Cuando aparecen este tipo de dudas, entre estudiantes de cuarto año de arte, que están en proceso de escribir sus tesinas, lo que uno hace, ya casi como un tic académico, es recomendar la lectura del capítulo primero de “El Pensamiento Salvaje”, de Levi-Strauss, que se titula, justamente, “la ciencia de lo concreto”·. Pero Es suficientemente conocida la posición de Toral, decano de una facultad, respecto de la “teoría”, o por lo menos, de lo que entiende por tal.


En verdad, la historia del encaje repite gestos que fueran propios de la “pintura oligarca” de los años setenta, cuando Antúnez y Neruda introducían las tejedoras de Isla Negra al Museo, en un acto de paternalismo integrador, muy de “pije” que sabe del valor de las “cosas populares” porque ya viene de vuelta de la cristalería inglesa.


Es curioso que Toral hablara del encaje y de la imposibilidad de comprar una camisa.
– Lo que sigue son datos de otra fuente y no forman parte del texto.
// src/models/result.rs

use serde::{Deserialize, Serialize};

/// Outcome of one question within a completed attempt.
#[derive(Debug, Clone, Serialize, Deserialize, PartialEq)]
pub struct AnswerRecord {
    pub question_id: String,
    /// `None` when the question was left unanswered.
    pub selected_answer: Option<usize>,
    pub is_correct: bool,
    /// Seconds spent on the question. Not tracked yet, always 0.
    pub time_spent: u32,
}

/// Represents one entry of the `results` collection.
/// Participant name and email are denormalized so the record outlives the account.
#[derive(Debug, Clone, Serialize, Deserialize, PartialEq)]
pub struct QuizResult {
    pub id: String,
    pub quiz_id: String,
    pub user_id: String,
    pub user_name: String,
    pub user_email: String,
    pub score: usize,
    pub total_questions: usize,
    pub answers: Vec<AnswerRecord>,
    pub completed_at: chrono::DateTime<chrono::Utc>,
    /// Total elapsed seconds.
    pub time_spent: u32,
}

/// Query parameters for the leaderboard (`?quiz=all` or `?quiz=<id>`).
#[derive(Debug, Deserialize, Default)]
pub struct ResultListParams {
    pub quiz: Option<String>,
}

impl ResultListParams {
    /// The selected quiz id, or `None` for all quizzes.
    pub fn quiz_filter(&self) -> Option<&str> {
        match self.quiz.as_deref() {
            None | Some("") | Some("all") => None,
            Some(id) => Some(id),
        }
    }
}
Pienso en las camisas blancas en la historia de la pintura. Probablemente es el fantasma del compromiso de ciudadano el que asola su discurso. Porque es efectivo que los encajes y sus variaciones ayudaron a determinar las coordenadas del arte chileno ciudadano de “los años de plomo”. Cuestión de pasar revista al arte de Cecilia Vicuña y Catalina Parra: historias de hilo. ¿Y porqué no recordar, aquí, las camisas como hilachas dibujadas en el cuadro de Balmes -“Al alba camino a Quilicura”-, hilachas de cuerpo, por cierto, en la imposibilidad de remendar su desaparición? O sea, que la presencia de las costuras señalan la marca del dolor que Toral omite como tecnología material de su representación, dulcificando las narrativas hasta hacerlas abyectas en su solución de continuidad.


La ubicación de la fábula del encaje y la defensa del arte público, en el discurso de Toral , en verdad, no son más que un síntoma del Estado de las Cosas …. Pintadas.